START EXTRACTED INFORMATION

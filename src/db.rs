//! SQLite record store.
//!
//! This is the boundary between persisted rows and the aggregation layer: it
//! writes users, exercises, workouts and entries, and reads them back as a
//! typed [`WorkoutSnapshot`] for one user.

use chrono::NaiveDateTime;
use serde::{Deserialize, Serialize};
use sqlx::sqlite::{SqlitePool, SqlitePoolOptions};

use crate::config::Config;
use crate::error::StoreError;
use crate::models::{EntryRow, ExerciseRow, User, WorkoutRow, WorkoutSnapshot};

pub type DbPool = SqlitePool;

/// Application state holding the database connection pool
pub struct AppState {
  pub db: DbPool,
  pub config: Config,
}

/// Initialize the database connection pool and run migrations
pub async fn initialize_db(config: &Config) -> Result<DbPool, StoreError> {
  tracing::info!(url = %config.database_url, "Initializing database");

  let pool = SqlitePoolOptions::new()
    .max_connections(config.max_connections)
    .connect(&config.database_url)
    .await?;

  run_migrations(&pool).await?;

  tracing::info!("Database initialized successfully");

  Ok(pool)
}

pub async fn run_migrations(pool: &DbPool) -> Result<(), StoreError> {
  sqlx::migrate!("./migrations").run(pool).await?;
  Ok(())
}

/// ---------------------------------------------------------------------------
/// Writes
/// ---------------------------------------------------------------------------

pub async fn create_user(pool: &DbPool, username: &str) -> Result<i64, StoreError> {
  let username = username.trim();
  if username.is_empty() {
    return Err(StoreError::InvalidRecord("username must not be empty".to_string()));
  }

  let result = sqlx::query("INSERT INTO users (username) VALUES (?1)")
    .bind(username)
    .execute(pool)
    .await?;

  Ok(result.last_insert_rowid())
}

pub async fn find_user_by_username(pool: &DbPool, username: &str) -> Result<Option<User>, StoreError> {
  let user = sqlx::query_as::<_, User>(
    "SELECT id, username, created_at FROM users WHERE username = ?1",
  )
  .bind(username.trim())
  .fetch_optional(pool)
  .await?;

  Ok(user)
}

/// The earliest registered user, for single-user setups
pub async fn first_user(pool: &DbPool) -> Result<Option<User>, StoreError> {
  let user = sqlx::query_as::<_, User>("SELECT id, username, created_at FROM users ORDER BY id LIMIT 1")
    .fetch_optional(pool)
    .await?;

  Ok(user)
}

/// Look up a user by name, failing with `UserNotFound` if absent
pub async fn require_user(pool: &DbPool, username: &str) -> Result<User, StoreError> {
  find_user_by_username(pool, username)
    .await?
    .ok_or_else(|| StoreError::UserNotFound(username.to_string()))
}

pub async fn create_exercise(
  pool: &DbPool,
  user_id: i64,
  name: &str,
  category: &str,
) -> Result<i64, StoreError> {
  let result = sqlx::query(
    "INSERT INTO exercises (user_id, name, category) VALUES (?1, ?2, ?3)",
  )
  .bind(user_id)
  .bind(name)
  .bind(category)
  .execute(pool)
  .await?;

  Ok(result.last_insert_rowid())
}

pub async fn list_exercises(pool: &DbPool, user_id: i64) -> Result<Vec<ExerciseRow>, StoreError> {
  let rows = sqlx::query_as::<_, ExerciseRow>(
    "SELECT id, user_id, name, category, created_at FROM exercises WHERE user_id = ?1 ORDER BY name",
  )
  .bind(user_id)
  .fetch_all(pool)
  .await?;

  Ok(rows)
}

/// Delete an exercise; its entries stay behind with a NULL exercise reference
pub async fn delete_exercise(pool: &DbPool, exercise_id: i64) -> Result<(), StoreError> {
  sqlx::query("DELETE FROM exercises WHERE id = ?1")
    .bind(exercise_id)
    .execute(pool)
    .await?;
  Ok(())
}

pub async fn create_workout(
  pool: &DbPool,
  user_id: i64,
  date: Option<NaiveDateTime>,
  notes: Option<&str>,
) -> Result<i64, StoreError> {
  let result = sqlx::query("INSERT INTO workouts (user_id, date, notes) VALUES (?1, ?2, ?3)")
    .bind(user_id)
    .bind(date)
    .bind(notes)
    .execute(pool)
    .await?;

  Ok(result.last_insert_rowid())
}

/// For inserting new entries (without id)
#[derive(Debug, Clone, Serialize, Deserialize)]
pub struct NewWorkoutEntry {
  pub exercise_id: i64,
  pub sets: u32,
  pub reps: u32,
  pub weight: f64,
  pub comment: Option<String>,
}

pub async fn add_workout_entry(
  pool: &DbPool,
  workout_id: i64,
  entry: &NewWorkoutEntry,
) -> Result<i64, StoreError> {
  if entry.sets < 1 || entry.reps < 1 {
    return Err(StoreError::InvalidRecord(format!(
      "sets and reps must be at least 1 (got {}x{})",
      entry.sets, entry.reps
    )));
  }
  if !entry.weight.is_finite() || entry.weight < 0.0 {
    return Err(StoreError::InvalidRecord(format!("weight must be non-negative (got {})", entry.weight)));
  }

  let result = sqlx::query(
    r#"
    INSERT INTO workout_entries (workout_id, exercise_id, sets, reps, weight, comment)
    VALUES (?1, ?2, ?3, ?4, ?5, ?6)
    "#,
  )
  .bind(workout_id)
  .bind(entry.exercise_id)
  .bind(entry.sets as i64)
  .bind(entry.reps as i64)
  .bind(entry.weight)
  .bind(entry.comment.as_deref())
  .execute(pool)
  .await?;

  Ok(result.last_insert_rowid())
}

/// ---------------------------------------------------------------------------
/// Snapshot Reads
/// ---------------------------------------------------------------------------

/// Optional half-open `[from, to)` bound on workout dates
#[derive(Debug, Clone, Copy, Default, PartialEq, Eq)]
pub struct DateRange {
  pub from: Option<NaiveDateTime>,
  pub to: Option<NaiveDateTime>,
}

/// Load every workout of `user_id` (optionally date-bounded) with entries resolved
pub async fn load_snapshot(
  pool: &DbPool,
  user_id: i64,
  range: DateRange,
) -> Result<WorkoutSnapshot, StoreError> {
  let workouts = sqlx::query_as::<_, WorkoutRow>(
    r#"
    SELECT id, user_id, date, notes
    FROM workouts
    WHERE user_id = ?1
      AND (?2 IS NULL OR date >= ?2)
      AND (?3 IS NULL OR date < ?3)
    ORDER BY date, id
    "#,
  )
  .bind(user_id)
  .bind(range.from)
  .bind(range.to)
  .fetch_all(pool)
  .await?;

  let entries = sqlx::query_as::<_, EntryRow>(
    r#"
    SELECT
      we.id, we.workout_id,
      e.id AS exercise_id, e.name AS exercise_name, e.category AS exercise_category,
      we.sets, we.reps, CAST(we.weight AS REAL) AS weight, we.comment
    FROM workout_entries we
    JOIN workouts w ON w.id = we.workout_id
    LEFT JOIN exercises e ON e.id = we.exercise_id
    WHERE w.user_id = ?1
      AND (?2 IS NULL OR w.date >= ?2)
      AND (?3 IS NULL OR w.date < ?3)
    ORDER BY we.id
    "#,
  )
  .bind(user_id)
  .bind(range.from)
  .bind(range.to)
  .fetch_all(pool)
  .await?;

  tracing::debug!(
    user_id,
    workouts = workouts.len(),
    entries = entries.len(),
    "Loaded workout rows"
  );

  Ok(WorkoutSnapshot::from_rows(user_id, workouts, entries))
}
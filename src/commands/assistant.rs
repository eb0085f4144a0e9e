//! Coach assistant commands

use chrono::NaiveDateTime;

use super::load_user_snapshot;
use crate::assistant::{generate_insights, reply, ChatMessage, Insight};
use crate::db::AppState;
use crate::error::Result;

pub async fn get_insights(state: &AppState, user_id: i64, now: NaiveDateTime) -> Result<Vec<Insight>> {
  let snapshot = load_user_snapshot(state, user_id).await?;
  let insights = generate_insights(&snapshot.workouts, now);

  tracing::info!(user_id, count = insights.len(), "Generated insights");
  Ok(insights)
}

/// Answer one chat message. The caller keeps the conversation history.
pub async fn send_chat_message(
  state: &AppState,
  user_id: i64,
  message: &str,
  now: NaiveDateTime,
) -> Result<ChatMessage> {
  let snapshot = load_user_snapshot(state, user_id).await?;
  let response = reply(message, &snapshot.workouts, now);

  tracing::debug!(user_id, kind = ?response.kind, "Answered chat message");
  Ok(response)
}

END EXTRACTED INFORMATION

**DESCRIPTION OF THE TASK**
Write out again, exactly, the lines from the start of the entries up to and including the one with "use crate::config::Config;". Nothing else belongs in the reply.

**RESULT FOR THIS TASK**
filename src/db.rs
//! SQLite record store.
//!
//! This is the boundary between persisted rows and the aggregation layer: it
//! writes users, exercises, workouts and entries, and reads them back as a
//! typed [`WorkoutSnapshot`] for one user.

use chrono::NaiveDateTime;
use serde::{Deserialize, Serialize};
use sqlx::sqlite::{SqlitePool, SqlitePoolOptions};

use crate::config::Config;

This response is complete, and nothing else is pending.